Le città indiane hanno l'aria più inquinata del mondo. Le utenze termiche, che producono il 75% dell'energia elettrica del Paese, sono responsabili di circa l'80% delle emissioni industriali di ossidi di zolfo e nitrosi, che causano malattie polmonari, piogge acide e smog.

Inizialmente, l'India aveva fissato una scadenza al 2017 per l'installazione di unità di desurriscaldamento dei gas di scarico (FGD) per ridurre le emissioni di zolfo. In seguito è stata modificata in scadenze variabili per le diverse regioni, con termine nel 2022, e ulteriormente estesa l'anno scorso a un periodo che termina nel 2025.

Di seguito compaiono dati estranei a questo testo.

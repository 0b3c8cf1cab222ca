use crate::date::{format_timestamp, CalendarDate};
use serde::Serialize;
use time::PrimitiveDateTime;

/// One parsed input row with every required field present.
#[derive(Clone, Debug, PartialEq, Eq)]
pub struct RawRecord {
    /// Original identifier from the export; never written out.
    pub source_id: String,
    pub body: String,
    pub likes: u64,
    pub replies: u64,
    pub retweets: u64,
    pub timestamp: String,
}

/// A post with calendar fields derived from its timestamp.
#[derive(Clone, Debug, PartialEq, Eq)]
pub struct NormalizedRecord {
    pub body: String,
    pub likes: u64,
    pub replies: u64,
    pub retweets: u64,
    pub timestamp: PrimitiveDateTime,
    pub year: i32,
    pub month: u8,
    pub day: u8,
    pub calendar_date: CalendarDate,
}

impl NormalizedRecord {
    pub fn new(body: String, likes: u64, replies: u64, retweets: u64, timestamp: PrimitiveDateTime) -> Self {
        let calendar_date = CalendarDate::of(&timestamp);
        Self {
            body,
            likes,
            replies,
            retweets,
            timestamp,
            year: calendar_date.year,
            month: calendar_date.month,
            day: calendar_date.day,
            calendar_date,
        }
    }
}

/// A normalized record stamped with its synthetic group and dataset-unique id.
#[derive(Clone, Debug, PartialEq, Eq)]
pub struct AssignedRecord {
    pub group_id: u64,
    pub record_id: u64,
    pub record: NormalizedRecord,
}

impl AssignedRecord {
    pub fn calendar_date(&self) -> CalendarDate {
        self.record.calendar_date
    }

    pub fn to_row(&self) -> OutputRow<'_> {
        OutputRow {
            group_id: self.group_id,
            record_id: self.record_id,
            timestamp: format_timestamp(&self.record.timestamp),
            replies: self.record.replies,
            calendar_date: self.record.calendar_date,
            likes: self.record.likes,
            body: &self.record.body,
            retweets: self.record.retweets,
        }
    }
}

/// Serialized shape shared by every output file (CSV header and JSON keys follow field order).
#[derive(Debug, Serialize)]
pub struct OutputRow<'a> {
    pub group_id: u64,
    pub record_id: u64,
    pub timestamp: String,
    pub replies: u64,
    pub calendar_date: CalendarDate,
    pub likes: u64,
    pub body: &'a str,
    pub retweets: u64,
}

pub const OUTPUT_COLUMNS: [&str; 8] = [
    "group_id",
    "record_id",
    "timestamp",
    "replies",
    "calendar_date",
    "likes",
    "body",
    "retweets",
];
//! Record normalizer: read raw CSV rows, drop unusable ones, derive calendar
//! fields, and shuffle the survivors with an explicitly seeded RNG.

use crate::date::parse_timestamp;
use crate::error::PipelineError;
use crate::record::{NormalizedRecord, RawRecord};
use rand::rngs::StdRng;
use rand::seq::SliceRandom;
use rand::{Rng, SeedableRng};
use std::borrow::Cow;
use std::io::Read;

/// Tokens read as "no value", matching the default NA spellings of dataframe CSV readers.
const NA_TOKENS: &[&str] = &[
    "#N/A", "#N/A N/A", "#NA", "-1.#IND", "-1.#QNAN", "-NaN", "-nan", "1.#IND", "1.#QNAN",
    "<NA>", "N/A", "NA", "NULL", "NaN", "None", "n/a", "nan", "null",
];

const ID_ALIASES: &[&str] = &["id"];
const BODY_ALIASES: &[&str] = &["tweet", "body", "text"];
const LIKES_ALIASES: &[&str] = &["likes"];
const REPLIES_ALIASES: &[&str] = &["replies"];
const RETWEETS_ALIASES: &[&str] = &["retweets"];
const TIME_ALIASES: &[&str] = &["time", "timestamp", "created_at"];

/// Reader tuning for the raw export.
#[derive(Clone, Debug)]
pub struct ReadOptions {
    pub read_buffer_bytes: usize,
}

impl Default for ReadOptions {
    fn default() -> Self {
        Self { read_buffer_bytes: 256 * 1024 }
    }
}

/// Per-reason counters for rows excluded during normalization.
#[derive(Clone, Debug, Default, PartialEq, Eq)]
pub struct NormalizeStats {
    pub rows_read: usize,
    pub missing_field: usize,
    pub invalid_counter: usize,
    pub invalid_timestamp: usize,
    pub kept: usize,
}

impl NormalizeStats {
    pub fn dropped(&self) -> usize {
        self.missing_field + self.invalid_counter + self.invalid_timestamp
    }
}

/// Raw rows that passed the null and counter checks.
#[derive(Debug)]
pub struct RawLoad {
    pub records: Vec<RawRecord>,
    pub stats: NormalizeStats,
}

/// Shuffled, normalized records ready for grouping.
#[derive(Debug)]
pub struct Normalized {
    pub records: Vec<NormalizedRecord>,
    pub stats: NormalizeStats,
    pub seed: u64,
}

struct Columns {
    id: usize,
    body: usize,
    likes: usize,
    replies: usize,
    retweets: usize,
    time: usize,
}

impl Columns {
    fn locate(headers: &csv::ByteRecord) -> Result<Self, PipelineError> {
        let names: Vec<String> = headers
            .iter()
            .map(|h| decode_field(h).trim().trim_start_matches('\u{feff}').to_lowercase())
            .collect();
        let find = |aliases: &[&str], canonical: &str| {
            names
                .iter()
                .position(|n| aliases.contains(&n.as_str()))
                .ok_or_else(|| PipelineError::MissingColumn(canonical.to_string()))
        };
        Ok(Self {
            id: find(ID_ALIASES, "id")?,
            body: find(BODY_ALIASES, "tweet")?,
            likes: find(LIKES_ALIASES, "likes")?,
            replies: find(REPLIES_ALIASES, "replies")?,
            retweets: find(RETWEETS_ALIASES, "retweets")?,
            time: find(TIME_ALIASES, "time")?,
        })
    }
}

/// UTF-8 when valid, otherwise Latin-1 (every byte maps to the code point of the same value).
fn decode_field(bytes: &[u8]) -> Cow<'_, str> {
    match std::str::from_utf8(bytes) {
        Ok(s) => Cow::Borrowed(s),
        Err(_) => Cow::Owned(bytes.iter().map(|&b| b as char).collect()),
    }
}

pub fn is_missing(value: &str) -> bool {
    let v = value.trim();
    v.is_empty() || NA_TOKENS.contains(&v)
}

/// Non-negative integer counter; integral float spellings like `12.0` are accepted.
pub fn parse_counter(value: &str) -> Option<u64> {
    let v = value.trim();
    if let Ok(n) = v.parse::<u64>() {
        return Some(n);
    }
    let f: f64 = v.parse().ok()?;
    if f.is_finite() && f >= 0.0 && f.fract() == 0.0 && f <= u64::MAX as f64 {
        Some(f as u64)
    } else {
        None
    }
}

/// Read the raw export, dropping rows with a missing required field or a bad counter.
/// Timestamps are validated later by [`normalize_records`].
pub fn read_raw_records<R: Read>(reader: R, opts: &ReadOptions) -> Result<RawLoad, PipelineError> {
    let mut rdr = csv::ReaderBuilder::new()
        .has_headers(true)
        .flexible(true)
        .buffer_capacity(opts.read_buffer_bytes.max(8 * 1024))
        .from_reader(reader);

    let cols = Columns::locate(rdr.byte_headers()?)?;
    let mut stats = NormalizeStats::default();
    let mut records = Vec::new();

    for row in rdr.byte_records() {
        let row = row?;
        stats.rows_read += 1;
        let line = row.position().map(|p| p.line()).unwrap_or(0);
        let field = |i: usize| row.get(i).map(decode_field).filter(|v| !is_missing(v));

        let (Some(id), Some(body), Some(likes), Some(replies), Some(retweets), Some(time)) = (
            field(cols.id),
            field(cols.body),
            field(cols.likes),
            field(cols.replies),
            field(cols.retweets),
            field(cols.time),
        ) else {
            tracing::debug!(line, "dropping row with a missing field");
            stats.missing_field += 1;
            continue;
        };

        let (Some(likes), Some(replies), Some(retweets)) =
            (parse_counter(&likes), parse_counter(&replies), parse_counter(&retweets))
        else {
            tracing::debug!(line, "dropping row with a non-integer counter");
            stats.invalid_counter += 1;
            continue;
        };

        records.push(RawRecord {
            source_id: id.trim().to_string(),
            body: body.into_owned(),
            likes,
            replies,
            retweets,
            timestamp: time.trim().to_string(),
        });
    }

    Ok(RawLoad { records, stats })
}

/// Derive calendar fields; rows whose timestamp does not parse are dropped and counted.
pub fn normalize_records(raw: Vec<RawRecord>, stats: &mut NormalizeStats) -> Vec<NormalizedRecord> {
    let mut out = Vec::with_capacity(raw.len());
    for r in raw {
        match parse_timestamp(&r.timestamp) {
            Some(ts) => out.push(NormalizedRecord::new(r.body, r.likes, r.replies, r.retweets, ts)),
            None => {
                tracing::debug!(id = %r.source_id, timestamp = %r.timestamp, "dropping row with unparseable timestamp");
                stats.invalid_timestamp += 1;
            }
        }
    }
    stats.kept = out.len();
    out
}

/// Uniformly permute `records` using the caller's RNG.
pub fn shuffle_with<T, R: Rng + ?Sized>(records: &mut [T], rng: &mut R) {
    records.shuffle(rng);
}

/// Uniformly permute `records`; the same seed always yields the same order.
pub fn shuffle_records<T>(records: &mut [T], seed: u64) {
    let mut rng = StdRng::seed_from_u64(seed);
    shuffle_with(records, &mut rng);
}

/// Full normalizer stage: read, filter, derive calendar fields, shuffle.
/// Fails with [`PipelineError::EmptyDataset`] when nothing survives.
pub fn load_normalized<R: Read>(reader: R, opts: &ReadOptions, seed: u64) -> Result<Normalized, PipelineError> {
    let RawLoad { records: raw, mut stats } = read_raw_records(reader, opts)?;
    let mut records = normalize_records(raw, &mut stats);

    tracing::info!(
        rows_read = stats.rows_read,
        kept = stats.kept,
        missing_field = stats.missing_field,
        invalid_counter = stats.invalid_counter,
        invalid_timestamp = stats.invalid_timestamp,
        "normalized raw export"
    );

    if records.is_empty() {
        return Err(PipelineError::EmptyDataset { rows_read: stats.rows_read, dropped: stats.dropped() });
    }

    shuffle_records(&mut records, seed);
    tracing::debug!(seed, "shuffled {} records", records.len());

    Ok(Normalized { records, stats, seed })
}
//! Ingestion adapter: copy arriving event documents into a document store as-is.
//!
//! No field validation, transformation or deduplication happens here, and a
//! failed write is returned to the caller without retrying.

use crate::util::{create_with_backoff, open_with_backoff};
use anyhow::{Context, Result};
use serde_json::Value;
use std::fs::File;
use std::io::{BufRead, BufReader, BufWriter, Write};
use std::path::{Path, PathBuf};

/// Destination for ingested documents.
pub trait DocumentStore {
    fn put(&mut self, doc: Value) -> Result<()>;
}

/// Keeps documents in memory, in arrival order.
#[derive(Debug, Default)]
pub struct MemoryDocumentStore {
    pub docs: Vec<Value>,
}

impl DocumentStore for MemoryDocumentStore {
    fn put(&mut self, doc: Value) -> Result<()> {
        self.docs.push(doc);
        Ok(())
    }
}

/// Appends one compact JSON document per line to a file.
pub struct NdjsonDocumentStore {
    path: PathBuf,
    w: BufWriter<File>,
}

impl NdjsonDocumentStore {
    pub fn create(path: &Path) -> Result<Self> {
        let f = create_with_backoff(path).with_context(|| format!("create {}", path.display()))?;
        Ok(Self { path: path.to_path_buf(), w: BufWriter::with_capacity(64 * 1024, f) })
    }

    pub fn path(&self) -> &Path {
        &self.path
    }

    pub fn finish(mut self) -> Result<()> {
        self.w.flush().with_context(|| format!("flush {}", self.path.display()))
    }
}

impl DocumentStore for NdjsonDocumentStore {
    fn put(&mut self, doc: Value) -> Result<()> {
        serde_json::to_writer(&mut self.w, &doc)?;
        self.w.write_all(b"\n").with_context(|| format!("write {}", self.path.display()))
    }
}

/// Persist each event body unchanged. Returns how many documents were stored.
/// Stops at the first body that is not JSON or the first store failure.
pub fn persist_events<I, B, S>(events: I, store: &mut S) -> Result<usize>
where
    I: IntoIterator<Item = B>,
    B: AsRef<[u8]>,
    S: DocumentStore + ?Sized,
{
    let mut n = 0usize;
    for (i, body) in events.into_iter().enumerate() {
        let doc: Value = serde_json::from_slice(body.as_ref()).with_context(|| format!("event {i} is not a JSON document"))?;
        store.put(doc)?;
        n += 1;
        tracing::debug!(event = i, "event written to document store");
    }
    tracing::info!(documents = n, "persisted event batch");
    Ok(n)
}

/// Read back every document of an NDJSON store, skipping blank lines.
pub fn read_documents(path: &Path) -> Result<Vec<Value>> {
    let f = open_with_backoff(path).with_context(|| format!("open {}", path.display()))?;
    let mut docs = Vec::new();
    for (i, line) in BufReader::with_capacity(64 * 1024, f).lines().enumerate() {
        let line = line.with_context(|| format!("read {}", path.display()))?;
        if line.trim().is_empty() {
            continue;
        }
        docs.push(serde_json::from_str(&line).with_context(|| format!("parse line {} of {}", i + 1, path.display()))?);
    }
    Ok(docs)
}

L'ordine di martedì ha detto che le centrali elettriche saranno ritirate forzatamente se non rispetteranno le norme sulle emissioni di zolfo entro la fine del 2027.

Gli impianti in prossimità di regioni popolose e della capitale Nuova Delhi dovranno pagare delle penali per operare a partire dalla fine del 2024, mentre le utility in aree meno inquinanti saranno penalizzate dopo la fine del 2026, si legge nell'ordine.

Il Ministero federale dell'Energia aveva spinto per una proroga, citando i costi più elevati, la mancanza di fondi, i ritardi legati al COVID 19 e la tensione geopolitica con la vicina Cina, che ha limitato gli scambi commerciali.

Il ritardo sarà accolto con favore dagli operatori delle utility alimentate a carbone, comprese le aziende private, come Tata Power e Adani Power, che da tempo esercitano pressioni per ottenere requisiti meno severi.